The problem:
Every line in the records below that holds "crate" must be identified and copied.
*** Block opens ***
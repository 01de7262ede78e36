//! Google Gemini generateContent backend

use super::InsightBackend;
use crate::{
    config::BackendConfig, constants::REQUEST_TIMEOUT_SECS, error::InsightError,
};
use async_trait::async_trait;
use reqwest::Client;
use serde::{Deserialize, Serialize};
use std::time::Duration;

#[derive(Debug, Serialize, Deserialize)]
struct Part {
    text: Option<String>,
}

#[derive(Debug, Serialize, Deserialize)]
struct Content {
    #[serde(default)]
    parts: Vec<Part>,
}

#[derive(Debug, Serialize)]
struct GenerateRequest {
    contents: Vec<Content>,
}

#[derive(Debug, Deserialize)]
struct Candidate {
    content: Option<Content>,
}

#[derive(Debug, Deserialize)]
struct GenerateResponse {
    #[serde(default)]
    candidates: Vec<Candidate>,
}

/// Pulls `candidates[0].content.parts[0].text` out of a response body
fn extract_text(body: &str) -> Result<String, InsightError> {
    let response: GenerateResponse = serde_json::from_str(body)
        .map_err(|e| InsightError::InvalidResponse(format!("Gemini response: {}", e)))?;

    response
        .candidates
        .into_iter()
        .next()
        .and_then(|c| c.content)
        .and_then(|c| c.parts.into_iter().next())
        .and_then(|p| p.text)
        .ok_or_else(|| {
            InsightError::InvalidResponse("Gemini response has no candidates".to_string())
        })
}

/// Backend for the Gemini generateContent API
///
/// The key travels as the `key` query parameter.
pub struct GeminiBackend {
    client: Client,
    config: BackendConfig,
}

impl GeminiBackend {
    pub fn new(config: BackendConfig) -> Result<Self, InsightError> {
        let client = Client::builder()
            .timeout(Duration::from_secs(REQUEST_TIMEOUT_SECS * 3))
            .build()?;
        Ok(Self { client, config })
    }
}

#[async_trait]
impl InsightBackend for GeminiBackend {
    async fn complete(&self, prompt: &str) -> Result<String, InsightError> {
        if !self.is_configured() {
            return Err(InsightError::NotConfigured(self.backend_name()));
        }

        let request = GenerateRequest {
            contents: vec![Content {
                parts: vec![Part {
                    text: Some(prompt.to_string()),
                }],
            }],
        };

        let response = self
            .client
            .post(&self.config.url)
            .query(&[("key", self.config.api_key.as_str())])
            .json(&request)
            .send()
            .await?;

        if !response.status().is_success() {
            return Err(InsightError::Status {
                status: response.status().as_u16(),
                body: response.text().await.unwrap_or_default(),
            });
        }

        let body = response.text().await?;
        extract_text(&body)
    }

    fn is_configured(&self) -> bool {
        self.config.has_credential()
    }

    fn backend_name(&self) -> &'static str {
        "gemini"
    }
}
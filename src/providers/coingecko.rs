//! CoinGecko market data provider and its response shapes

use crate::{
    constants::{COINGECKO_API_URL, REQUEST_TIMEOUT_SECS, USER_AGENT, VS_CURRENCY},
    error::FetchError,
    provider::MarketDataProvider,
    types::{
        CoinDetail, CoinLinks, CoinSummary, GlobalMarket, PriceExtreme, PricePoint, SearchHit,
        TrendingCoin,
    },
};
use async_trait::async_trait;
use chrono::{DateTime, Utc};
use reqwest::Client;
use serde::Deserialize;
use serde_json::Value;
use std::collections::HashMap;
use std::time::Duration;

/// CoinGecko market data provider
pub struct CoinGeckoProvider {
    client: Client,
    base_url: String,
}

impl CoinGeckoProvider {
    /// Creates a provider against the public CoinGecko API
    pub fn new() -> Result<Self, FetchError> {
        Self::with_base_url(COINGECKO_API_URL)
    }

    /// Creates a provider against another CoinGecko-compatible base URL
    pub fn with_base_url(base_url: impl Into<String>) -> Result<Self, FetchError> {
        let client = Client::builder()
            .timeout(Duration::from_secs(REQUEST_TIMEOUT_SECS))
            .user_agent(USER_AGENT)
            .build()
            .map_err(FetchError::NetworkError)?;

        Ok(Self {
            client,
            base_url: base_url.into().trim_end_matches('/').to_string(),
        })
    }

    fn build_url(&self, endpoint: &str) -> String {
        format!("{}{}", self.base_url, endpoint)
    }
}

#[async_trait]
impl MarketDataProvider for CoinGeckoProvider {
    async fn fetch_json(&self, endpoint: &str) -> Result<Value, FetchError> {
        let url = self.build_url(endpoint);
        tracing::debug!(url = %url, "Fetching from CoinGecko");

        let response = self
            .client
            .get(&url)
            .header("accept", "application/json")
            .send()
            .await
            .map_err(FetchError::from_request)?;

        // Check for rate limiting
        if response.status().as_u16() == 429 {
            return Err(FetchError::RateLimitExceeded);
        }

        // Check for other errors
        if !response.status().is_success() {
            return Err(FetchError::Status {
                status: response.status().as_u16(),
                body: response.text().await.unwrap_or_default(),
            });
        }

        let response_text = response.text().await.map_err(FetchError::from_request)?;

        serde_json::from_str(&response_text).map_err(|e| {
            FetchError::invalid(format!(
                "Failed to parse CoinGecko response for {}: {}",
                endpoint, e
            ))
        })
    }

    fn provider_name(&self) -> &'static str {
        "coingecko"
    }
}

/// Decodes a cached payload into one of the response shapes below
pub(crate) fn decode<T: for<'de> Deserialize<'de>>(
    endpoint: &str,
    payload: Value,
) -> Result<T, FetchError> {
    serde_json::from_value(payload).map_err(|e| {
        FetchError::invalid(format!("Unexpected shape from {}: {}", endpoint, e))
    })
}

/// Per-currency values, e.g. `{"usd": 1.0, "eur": 0.9}`
#[derive(Debug, Default, Deserialize)]
pub(crate) struct CurrencyMap(HashMap<String, Option<f64>>);

impl CurrencyMap {
    fn get(&self, currency: &str) -> Option<f64> {
        self.0.get(currency).copied().flatten()
    }
}

fn usd(map: &Option<CurrencyMap>) -> Option<f64> {
    map.as_ref().and_then(|m| m.get(VS_CURRENCY))
}

fn strings(values: Option<Vec<Option<String>>>) -> Vec<String> {
    values
        .unwrap_or_default()
        .into_iter()
        .flatten()
        .filter(|s| !s.trim().is_empty())
        .collect()
}

/// Entry of `/coins/markets`
#[derive(Debug, Deserialize)]
pub(crate) struct MarketCoin {
    id: String,
    symbol: String,
    name: String,
    image: Option<String>,
    current_price: Option<f64>,
    market_cap: Option<f64>,
    total_volume: Option<f64>,
    price_change_percentage_24h: Option<f64>,
    market_cap_rank: Option<u32>,
}

impl From<MarketCoin> for CoinSummary {
    fn from(coin: MarketCoin) -> Self {
        CoinSummary {
            id: coin.id,
            symbol: coin.symbol,
            name: coin.name,
            image: coin.image.unwrap_or_default(),
            current_price: coin.current_price.unwrap_or(0.0),
            market_cap: coin.market_cap.unwrap_or(0.0),
            total_volume: coin.total_volume.unwrap_or(0.0),
            price_change_percentage_24h: coin.price_change_percentage_24h,
            market_cap_rank: coin.market_cap_rank,
        }
    }
}

#[derive(Debug, Default, Deserialize)]
struct ImageSet {
    thumb: Option<String>,
    small: Option<String>,
    large: Option<String>,
}

#[derive(Debug, Default, Deserialize)]
struct Localized {
    en: Option<String>,
}

#[derive(Debug, Default, Deserialize)]
struct ReposUrl {
    github: Option<Vec<Option<String>>>,
}

#[derive(Debug, Default, Deserialize)]
struct LinksResponse {
    homepage: Option<Vec<Option<String>>>,
    blockchain_site: Option<Vec<Option<String>>>,
    subreddit_url: Option<String>,
    repos_url: Option<ReposUrl>,
}

#[derive(Debug, Default, Deserialize)]
struct MarketDataResponse {
    current_price: Option<CurrencyMap>,
    market_cap: Option<CurrencyMap>,
    total_volume: Option<CurrencyMap>,
    high_24h: Option<CurrencyMap>,
    low_24h: Option<CurrencyMap>,
    ath: Option<CurrencyMap>,
    ath_change_percentage: Option<CurrencyMap>,
    ath_date: Option<HashMap<String, Option<DateTime<Utc>>>>,
    atl: Option<CurrencyMap>,
    atl_change_percentage: Option<CurrencyMap>,
    atl_date: Option<HashMap<String, Option<DateTime<Utc>>>>,
    price_change_percentage_24h: Option<f64>,
    market_cap_rank: Option<u32>,
    circulating_supply: Option<f64>,
    total_supply: Option<f64>,
    max_supply: Option<f64>,
}

fn extreme(
    price: &Option<CurrencyMap>,
    change: &Option<CurrencyMap>,
    date: &Option<HashMap<String, Option<DateTime<Utc>>>>,
) -> Option<PriceExtreme> {
    Some(PriceExtreme {
        price: usd(price)?,
        change_percentage: usd(change),
        date: date
            .as_ref()
            .and_then(|d| d.get(VS_CURRENCY).copied().flatten()),
    })
}

/// Body of `/coins/{id}`
#[derive(Debug, Deserialize)]
pub(crate) struct CoinResponse {
    id: String,
    symbol: String,
    name: String,
    image: Option<ImageSet>,
    description: Option<Localized>,
    links: Option<LinksResponse>,
    categories: Option<Vec<Option<String>>>,
    genesis_date: Option<String>,
    market_cap_rank: Option<u32>,
    market_data: Option<MarketDataResponse>,
}

impl CoinResponse {
    /// Reduces the detail record to a list row
    ///
    /// Missing prices and volumes become zero and a missing 24h change becomes
    /// `0.0`, so a coin fetched this way renders like one from the list.
    pub(crate) fn to_summary(&self) -> CoinSummary {
        let image = self.image.as_ref().and_then(|i| {
            i.small
                .clone()
                .or_else(|| i.thumb.clone())
                .or_else(|| i.large.clone())
        });
        let market = self.market_data.as_ref();

        CoinSummary {
            id: self.id.clone(),
            symbol: self.symbol.clone(),
            name: self.name.clone(),
            image: image.unwrap_or_default(),
            current_price: market.and_then(|m| usd(&m.current_price)).unwrap_or(0.0),
            market_cap: market.and_then(|m| usd(&m.market_cap)).unwrap_or(0.0),
            total_volume: market.and_then(|m| usd(&m.total_volume)).unwrap_or(0.0),
            price_change_percentage_24h: Some(
                market
                    .and_then(|m| m.price_change_percentage_24h)
                    .unwrap_or(0.0),
            ),
            market_cap_rank: self
                .market_cap_rank
                .or_else(|| market.and_then(|m| m.market_cap_rank)),
        }
    }

    pub(crate) fn into_detail(self) -> CoinDetail {
        let mut summary = self.to_summary();
        let market = self.market_data.unwrap_or_default();
        // Keep "unknown" distinguishable from a flat day on the detail page
        summary.price_change_percentage_24h = market.price_change_percentage_24h;

        let links = self.links.unwrap_or_default();

        CoinDetail {
            summary,
            description: self.description.and_then(|d| d.en).unwrap_or_default(),
            links: CoinLinks {
                homepage: strings(links.homepage),
                blockchain_site: strings(links.blockchain_site),
                subreddit_url: links.subreddit_url.filter(|s| !s.trim().is_empty()),
                repos: strings(links.repos_url.and_then(|r| r.github)),
            },
            categories: strings(self.categories),
            genesis_date: self.genesis_date,
            all_time_high: extreme(&market.ath, &market.ath_change_percentage, &market.ath_date),
            all_time_low: extreme(&market.atl, &market.atl_change_percentage, &market.atl_date),
            high_24h: usd(&market.high_24h),
            low_24h: usd(&market.low_24h),
            circulating_supply: market.circulating_supply,
            total_supply: market.total_supply,
            max_supply: market.max_supply,
        }
    }
}

/// Body of `/coins/{id}/market_chart`
#[derive(Debug, Deserialize)]
pub(crate) struct MarketChartResponse {
    prices: Option<Vec<(f64, Option<f64>)>>,
}
//! Provider abstraction for reading market data from an external API

use crate::error::FetchError;
use async_trait::async_trait;
use serde_json::Value;

/// Trait for market data providers
///
/// A provider turns an endpoint path with its query string (for example
/// `/coins/bitcoin`) into the decoded JSON body. Parsing into domain types is
/// left to `MarketDataClient`, so the raw payload is what gets cached.
#[async_trait]
pub trait MarketDataProvider: Send + Sync {
    /// Performs a GET for `endpoint` and returns the JSON body
    ///
    /// # Arguments
    /// * `endpoint` - Path relative to the provider's base URL, query included
    async fn fetch_json(&self, endpoint: &str) -> Result<Value, FetchError>;

    /// Returns the name of this provider
    fn provider_name(&self) -> &'static str;
}

#[cfg(test)]
pub mod mock {
    use super::*;
    use std::collections::HashMap;
    use std::sync::{Arc, Mutex};
    use std::time::Duration;

    #[derive(Clone)]
    enum MockResponse {
        Json(Value),
        Error(String),
    }

    /// Mock provider for testing
    ///
    /// Responses are keyed by the exact endpoint string.
    #[derive(Clone, Default)]
    pub struct MockProvider {
        responses: Arc<Mutex<HashMap<String, MockResponse>>>,
        calls: Arc<Mutex<HashMap<String, usize>>>,
        delay: Arc<Mutex<HashMap<String, Duration>>>,
    }

    impl MockProvider {
        pub fn new() -> Self {
            Self::default()
        }

        pub fn set_json(&self, endpoint: &str, body: Value) {
            self.responses
                .lock()
                .unwrap()
                .insert(endpoint.to_string(), MockResponse::Json(body));
        }

        pub fn set_error(&self, endpoint: &str, message: &str) {
            self.responses
                .lock()
                .unwrap()
                .insert(endpoint.to_string(), MockResponse::Error(message.to_string()));
        }

        /// Makes requests for `endpoint` take `delay` before answering
        pub fn set_delay(&self, endpoint: &str, delay: Duration) {
            self.delay
                .lock()
                .unwrap()
                .insert(endpoint.to_string(), delay);
        }

        pub fn call_count(&self, endpoint: &str) -> usize {
            self.calls
                .lock()
                .unwrap()
                .get(endpoint)
                .copied()
                .unwrap_or(0)
        }

        pub fn total_calls(&self) -> usize {
            self.calls.lock().unwrap().values().sum()
        }
    }

    #[async_trait]
    impl MarketDataProvider for MockProvider {
        async fn fetch_json(&self, endpoint: &str) -> Result<Value, FetchError> {
            *self
                .calls
                .lock()
                .unwrap()
                .entry(endpoint.to_string())
                .or_insert(0) += 1;

            let delay = self.delay.lock().unwrap().get(endpoint).copied();
            if let Some(delay) = delay {
                tokio::time::sleep(delay).await;
            }

            let response = self.responses.lock().unwrap().get(endpoint).cloned();
            match response {
                Some(MockResponse::Json(body)) => Ok(body),
                Some(MockResponse::Error(msg)) => Err(FetchError::ApiError(msg)),
                None => Err(FetchError::Status {
                    status: 404,
                    body: format!("no mock for {}", endpoint),
                }),
            }
        }

        fn provider_name(&self) -> &'static str {
            "mock"
        }
    }
}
*** Block closes ***
Answer to the problem:
use crate::{
use crate::{
pub(crate) fn decode<T: for<'de> Deserialize<'de>>(
pub(crate) struct CurrencyMap(HashMap<String, Option<f64>>);
pub(crate) struct MarketCoin {
pub(crate) struct CoinResponse {
    pub(crate) fn to_summary(&self) -> CoinSummary {
    pub(crate) fn into_detail(self) -> CoinDetail {
pub(crate) struct MarketChartResponse {
use crate::error::FetchError;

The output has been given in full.